(Data to use)
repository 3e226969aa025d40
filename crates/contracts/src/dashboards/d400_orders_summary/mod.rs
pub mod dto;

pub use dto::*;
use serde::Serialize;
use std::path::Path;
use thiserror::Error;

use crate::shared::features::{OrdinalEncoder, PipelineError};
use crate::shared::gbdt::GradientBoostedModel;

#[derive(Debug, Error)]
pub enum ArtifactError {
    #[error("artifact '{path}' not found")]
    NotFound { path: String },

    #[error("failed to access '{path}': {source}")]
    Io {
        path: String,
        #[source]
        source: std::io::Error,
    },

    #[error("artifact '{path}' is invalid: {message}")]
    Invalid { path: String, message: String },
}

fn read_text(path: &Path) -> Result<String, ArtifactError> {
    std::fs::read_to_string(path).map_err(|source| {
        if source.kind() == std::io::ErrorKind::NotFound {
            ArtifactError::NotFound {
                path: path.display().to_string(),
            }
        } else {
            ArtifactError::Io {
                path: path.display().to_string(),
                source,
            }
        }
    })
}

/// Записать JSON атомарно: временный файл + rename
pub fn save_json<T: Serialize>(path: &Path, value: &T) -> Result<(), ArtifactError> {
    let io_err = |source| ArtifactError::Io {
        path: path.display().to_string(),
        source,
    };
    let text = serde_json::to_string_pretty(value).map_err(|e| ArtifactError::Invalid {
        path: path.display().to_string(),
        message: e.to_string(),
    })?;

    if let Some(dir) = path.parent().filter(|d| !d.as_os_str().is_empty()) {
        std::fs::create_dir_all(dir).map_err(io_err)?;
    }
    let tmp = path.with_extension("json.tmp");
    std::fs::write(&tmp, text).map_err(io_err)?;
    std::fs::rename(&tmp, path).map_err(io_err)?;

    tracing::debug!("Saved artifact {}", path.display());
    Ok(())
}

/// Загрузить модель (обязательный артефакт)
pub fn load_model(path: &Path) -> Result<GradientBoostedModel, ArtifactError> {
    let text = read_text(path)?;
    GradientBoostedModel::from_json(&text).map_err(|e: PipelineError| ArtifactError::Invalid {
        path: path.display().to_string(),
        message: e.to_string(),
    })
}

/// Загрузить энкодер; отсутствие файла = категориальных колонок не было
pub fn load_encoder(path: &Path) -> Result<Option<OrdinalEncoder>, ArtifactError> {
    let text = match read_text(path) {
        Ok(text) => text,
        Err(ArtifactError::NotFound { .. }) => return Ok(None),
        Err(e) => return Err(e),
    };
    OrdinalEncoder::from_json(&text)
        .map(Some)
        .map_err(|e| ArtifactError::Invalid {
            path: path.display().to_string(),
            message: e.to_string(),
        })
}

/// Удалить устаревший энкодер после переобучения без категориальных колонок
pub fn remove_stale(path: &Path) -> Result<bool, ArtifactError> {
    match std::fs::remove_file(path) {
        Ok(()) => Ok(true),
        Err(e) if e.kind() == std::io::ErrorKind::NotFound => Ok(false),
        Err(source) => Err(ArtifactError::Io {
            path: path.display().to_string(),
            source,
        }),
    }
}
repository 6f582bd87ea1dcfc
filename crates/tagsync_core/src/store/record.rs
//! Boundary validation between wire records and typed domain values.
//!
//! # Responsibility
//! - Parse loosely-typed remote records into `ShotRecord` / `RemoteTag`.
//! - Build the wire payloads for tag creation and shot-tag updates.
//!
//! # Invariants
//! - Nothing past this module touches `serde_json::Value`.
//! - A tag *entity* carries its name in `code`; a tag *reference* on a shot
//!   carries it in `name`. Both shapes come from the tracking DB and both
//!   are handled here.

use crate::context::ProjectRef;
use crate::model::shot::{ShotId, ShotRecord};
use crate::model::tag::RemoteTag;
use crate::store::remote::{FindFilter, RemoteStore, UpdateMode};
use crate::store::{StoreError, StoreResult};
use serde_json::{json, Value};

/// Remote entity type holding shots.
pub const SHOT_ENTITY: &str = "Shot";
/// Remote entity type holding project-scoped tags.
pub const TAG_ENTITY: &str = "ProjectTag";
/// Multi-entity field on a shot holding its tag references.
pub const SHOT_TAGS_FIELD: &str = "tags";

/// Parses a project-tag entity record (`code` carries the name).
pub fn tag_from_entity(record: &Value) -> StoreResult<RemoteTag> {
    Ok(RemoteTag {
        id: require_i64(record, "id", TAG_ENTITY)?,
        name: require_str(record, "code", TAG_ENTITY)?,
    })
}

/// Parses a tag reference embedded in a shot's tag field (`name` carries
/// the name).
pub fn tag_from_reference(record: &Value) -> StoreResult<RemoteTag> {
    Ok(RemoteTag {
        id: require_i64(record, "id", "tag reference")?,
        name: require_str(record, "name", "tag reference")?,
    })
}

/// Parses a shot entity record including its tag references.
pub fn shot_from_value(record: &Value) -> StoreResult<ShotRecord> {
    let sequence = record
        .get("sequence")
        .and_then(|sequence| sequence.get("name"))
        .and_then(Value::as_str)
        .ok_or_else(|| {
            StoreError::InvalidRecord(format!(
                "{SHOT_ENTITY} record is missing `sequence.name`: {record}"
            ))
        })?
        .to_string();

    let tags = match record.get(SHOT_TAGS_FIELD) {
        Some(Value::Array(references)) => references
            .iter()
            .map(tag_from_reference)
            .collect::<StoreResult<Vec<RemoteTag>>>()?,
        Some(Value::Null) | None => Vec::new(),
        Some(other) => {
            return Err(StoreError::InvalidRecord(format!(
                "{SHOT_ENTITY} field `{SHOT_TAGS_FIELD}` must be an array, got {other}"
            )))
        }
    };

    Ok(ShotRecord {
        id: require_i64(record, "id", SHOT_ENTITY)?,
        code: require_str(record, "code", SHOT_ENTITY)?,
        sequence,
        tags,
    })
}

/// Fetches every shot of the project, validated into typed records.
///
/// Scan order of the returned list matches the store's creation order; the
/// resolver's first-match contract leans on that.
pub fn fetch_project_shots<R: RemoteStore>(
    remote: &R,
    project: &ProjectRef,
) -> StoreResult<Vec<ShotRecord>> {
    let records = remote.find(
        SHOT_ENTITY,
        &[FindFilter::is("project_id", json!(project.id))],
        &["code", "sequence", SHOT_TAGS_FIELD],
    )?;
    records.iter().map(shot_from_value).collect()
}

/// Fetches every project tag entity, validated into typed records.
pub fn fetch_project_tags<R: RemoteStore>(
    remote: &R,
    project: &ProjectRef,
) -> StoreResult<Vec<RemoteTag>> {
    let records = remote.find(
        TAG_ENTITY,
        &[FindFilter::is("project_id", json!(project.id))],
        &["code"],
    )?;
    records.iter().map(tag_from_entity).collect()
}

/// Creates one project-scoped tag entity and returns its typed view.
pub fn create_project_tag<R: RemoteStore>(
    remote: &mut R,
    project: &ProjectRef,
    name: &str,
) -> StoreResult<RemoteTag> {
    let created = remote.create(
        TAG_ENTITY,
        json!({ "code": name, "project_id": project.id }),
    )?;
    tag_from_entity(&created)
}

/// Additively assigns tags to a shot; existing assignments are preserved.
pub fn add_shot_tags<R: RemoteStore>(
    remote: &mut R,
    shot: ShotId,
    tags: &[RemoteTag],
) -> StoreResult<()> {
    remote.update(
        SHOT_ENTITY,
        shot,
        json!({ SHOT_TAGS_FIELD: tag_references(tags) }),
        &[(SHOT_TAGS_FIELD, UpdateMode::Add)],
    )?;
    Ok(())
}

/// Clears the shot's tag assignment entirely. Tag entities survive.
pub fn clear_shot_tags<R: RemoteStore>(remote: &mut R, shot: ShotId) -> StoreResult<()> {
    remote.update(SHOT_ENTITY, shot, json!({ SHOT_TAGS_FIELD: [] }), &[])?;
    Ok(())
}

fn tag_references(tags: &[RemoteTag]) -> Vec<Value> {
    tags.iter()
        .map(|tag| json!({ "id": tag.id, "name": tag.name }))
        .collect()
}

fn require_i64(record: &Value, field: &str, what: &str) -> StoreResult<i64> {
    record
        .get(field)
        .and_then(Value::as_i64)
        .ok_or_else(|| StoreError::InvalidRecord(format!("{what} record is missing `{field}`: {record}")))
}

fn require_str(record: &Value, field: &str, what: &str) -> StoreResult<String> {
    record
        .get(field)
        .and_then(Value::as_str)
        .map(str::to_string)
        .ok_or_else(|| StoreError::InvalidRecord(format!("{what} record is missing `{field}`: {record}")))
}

(The problem) Lines above that include the string "format" need to be copied.

(Result)
            StoreError::InvalidRecord(format!(
            return Err(StoreError::InvalidRecord(format!(
        .ok_or_else(|| StoreError::InvalidRecord(format!("{what} record is missing `{field}`: {record}")))
        .ok_or_else(|| StoreError::InvalidRecord(format!("{what} record is missing `{field}`: {record}")))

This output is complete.